# Aim of the exercise
The whole of the data is to be reproduced exactly.

# Supplied data
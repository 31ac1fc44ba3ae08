// Identity types and the lookup capability

use async_trait::async_trait;
use serde::{Deserialize, Serialize};
use thiserror::Error;

/// Caller identity as reported by an STS-style "who am I" call
#[derive(Debug, Clone, PartialEq, Eq, Serialize, Deserialize)]
pub struct Identity {
    /// Access key id the lookup authenticated with
    pub access_key_id: String,
    /// Principal ARN of the caller
    pub principal: String,
}

impl Identity {
    pub fn new(access_key_id: impl Into<String>, principal: impl Into<String>) -> Self {
        Self {
            access_key_id: access_key_id.into(),
            principal: principal.into(),
        }
    }

    /// Parse the principal ARN into its kind
    pub fn principal_kind(&self) -> PrincipalKind {
        PrincipalKind::from_arn(&self.principal)
    }

    /// Whether the principal is an assumed-role session created by chaining.
    ///
    /// STS reports chained and direct sessions with the same ARN shape, so a
    /// chained session is recognised by `marker` in its session name.
    pub fn is_role_chained(&self, marker: &str) -> bool {
        match self.principal_kind() {
            PrincipalKind::AssumedRole { session, .. } => {
                !marker.is_empty() && session.to_lowercase().contains(&marker.to_lowercase())
            }
            _ => false,
        }
    }
}

/// Kind of principal behind an ARN
#[derive(Debug, Clone, PartialEq, Eq)]
pub enum PrincipalKind {
    /// `arn:aws:sts::123456789012:assumed-role/<role>/<session>`
    AssumedRole { role: String, session: String },
    /// `arn:aws:iam::123456789012:user/<name>`
    User { name: String },
    /// `arn:aws:sts::123456789012:federated-user/<name>`
    FederatedUser { name: String },
    /// Root account or anything unrecognised
    Other,
}

impl PrincipalKind {
    pub fn from_arn(arn: &str) -> Self {
        // arn:partition:service:region:account:resource
        let mut parts = arn.splitn(6, ':');
        if parts.next() != Some("arn") {
            return PrincipalKind::Other;
        }
        let service = parts.nth(1);
        let resource = match parts.nth(2) {
            Some(resource) => resource,
            None => return PrincipalKind::Other,
        };

        match (service, resource.split_once('/')) {
            (Some("sts"), Some(("assumed-role", rest))) => match rest.split_once('/') {
                Some((role, session)) if !role.is_empty() && !session.is_empty() => {
                    PrincipalKind::AssumedRole {
                        role: role.to_string(),
                        session: session.to_string(),
                    }
                }
                _ => PrincipalKind::Other,
            },
            (Some("sts"), Some(("federated-user", name))) => PrincipalKind::FederatedUser {
                name: name.to_string(),
            },
            // IAM user paths may contain slashes; the name is the last segment
            (Some("iam"), Some(("user", path))) => PrincipalKind::User {
                name: path.rsplit('/').next().unwrap_or(path).to_string(),
            },
            _ => PrincipalKind::Other,
        }
    }
}

/// Failure of an identity lookup
#[derive(Debug, Error)]
pub enum LookupError {
    /// Request was throttled by the service
    #[error("Identity lookup throttled: {0}")]
    Throttled(String),

    /// Network or transport failure
    #[error("Identity lookup transport error: {0}")]
    Transport(String),

    /// The service rejected the request
    #[error("Identity lookup rejected ({code}): {message}")]
    Service { code: String, message: String },

    /// Response could not be understood
    #[error("Malformed identity response: {0}")]
    Malformed(String),

    /// Credentials or the lookup client could not be set up
    #[error("Identity lookup unavailable: {0}")]
    Unavailable(String),
}

impl LookupError {
    /// Whether another attempt might succeed
    pub fn is_retryable(&self) -> bool {
        matches!(self, LookupError::Throttled(_) | LookupError::Transport(_))
    }
}

/// Capability for resolving the identity behind a set of credentials
#[async_trait]
pub trait IdentityLookup: Send + Sync {
    async fn get_caller_identity(&self) -> Result<Identity, LookupError>;
}

#[async_trait]
impl<T: IdentityLookup + ?Sized> IdentityLookup for Box<T> {
    async fn get_caller_identity(&self) -> Result<Identity, LookupError> {
        (**self).get_caller_identity().await
    }
}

# Written answer
repository 31ac1fc44ba3ae08
// Identity types and the lookup capability

use async_trait::async_trait;
use serde::{Deserialize, Serialize};
use thiserror::Error;

/// Caller identity as reported by an STS-style "who am I" call
#[derive(Debug, Clone, PartialEq, Eq, Serialize, Deserialize)]
pub struct Identity {
    /// Access key id the lookup authenticated with
    pub access_key_id: String,
    /// Principal ARN of the caller
    pub principal: String,
}

impl Identity {
    pub fn new(access_key_id: impl Into<String>, principal: impl Into<String>) -> Self {
        Self {
            access_key_id: access_key_id.into(),
            principal: principal.into(),
        }
    }

    /// Parse the principal ARN into its kind
    pub fn principal_kind(&self) -> PrincipalKind {
        PrincipalKind::from_arn(&self.principal)
    }

    /// Whether the principal is an assumed-role session created by chaining.
    ///
    /// STS reports chained and direct sessions with the same ARN shape, so a
    /// chained session is recognised by `marker` in its session name.
    pub fn is_role_chained(&self, marker: &str) -> bool {
        match self.principal_kind() {
            PrincipalKind::AssumedRole { session, .. } => {
                !marker.is_empty() && session.to_lowercase().contains(&marker.to_lowercase())
            }
            _ => false,
        }
    }
}

/// Kind of principal behind an ARN
#[derive(Debug, Clone, PartialEq, Eq)]
pub enum PrincipalKind {
    /// `arn:aws:sts::123456789012:assumed-role/<role>/<session>`
    AssumedRole { role: String, session: String },
    /// `arn:aws:iam::123456789012:user/<name>`
    User { name: String },
    /// `arn:aws:sts::123456789012:federated-user/<name>`
    FederatedUser { name: String },
    /// Root account or anything unrecognised
    Other,
}

impl PrincipalKind {
    pub fn from_arn(arn: &str) -> Self {
        // arn:partition:service:region:account:resource
        let mut parts = arn.splitn(6, ':');
        if parts.next() != Some("arn") {
            return PrincipalKind::Other;
        }
        let service = parts.nth(1);
        let resource = match parts.nth(2) {
            Some(resource) => resource,
            None => return PrincipalKind::Other,
        };

        match (service, resource.split_once('/')) {
            (Some("sts"), Some(("assumed-role", rest))) => match rest.split_once('/') {
                Some((role, session)) if !role.is_empty() && !session.is_empty() => {
                    PrincipalKind::AssumedRole {
                        role: role.to_string(),
                        session: session.to_string(),
                    }
                }
                _ => PrincipalKind::Other,
            },
            (Some("sts"), Some(("federated-user", name))) => PrincipalKind::FederatedUser {
                name: name.to_string(),
            },
            // IAM user paths may contain slashes; the name is the last segment
            (Some("iam"), Some(("user", path))) => PrincipalKind::User {
                name: path.rsplit('/').next().unwrap_or(path).to_string(),
            },
            _ => PrincipalKind::Other,
        }
    }
}

/// Failure of an identity lookup
#[derive(Debug, Error)]
pub enum LookupError {
    /// Request was throttled by the service
    #[error("Identity lookup throttled: {0}")]
    Throttled(String),

    /// Network or transport failure
    #[error("Identity lookup transport error: {0}")]
    Transport(String),

    /// The service rejected the request
    #[error("Identity lookup rejected ({code}): {message}")]
    Service { code: String, message: String },

    /// Response could not be understood
    #[error("Malformed identity response: {0}")]
    Malformed(String),

    /// Credentials or the lookup client could not be set up
    #[error("Identity lookup unavailable: {0}")]
    Unavailable(String),
}

impl LookupError {
    /// Whether another attempt might succeed
    pub fn is_retryable(&self) -> bool {
        matches!(self, LookupError::Throttled(_) | LookupError::Transport(_))
    }
}

/// Capability for resolving the identity behind a set of credentials
#[async_trait]
pub trait IdentityLookup: Send + Sync {
    async fn get_caller_identity(&self) -> Result<Identity, LookupError>;
}

#[async_trait]
impl<T: IdentityLookup + ?Sized> IdentityLookup for Box<T> {
    async fn get_caller_identity(&self) -> Result<Identity, LookupError> {
        (**self).get_caller_identity().await
    }
}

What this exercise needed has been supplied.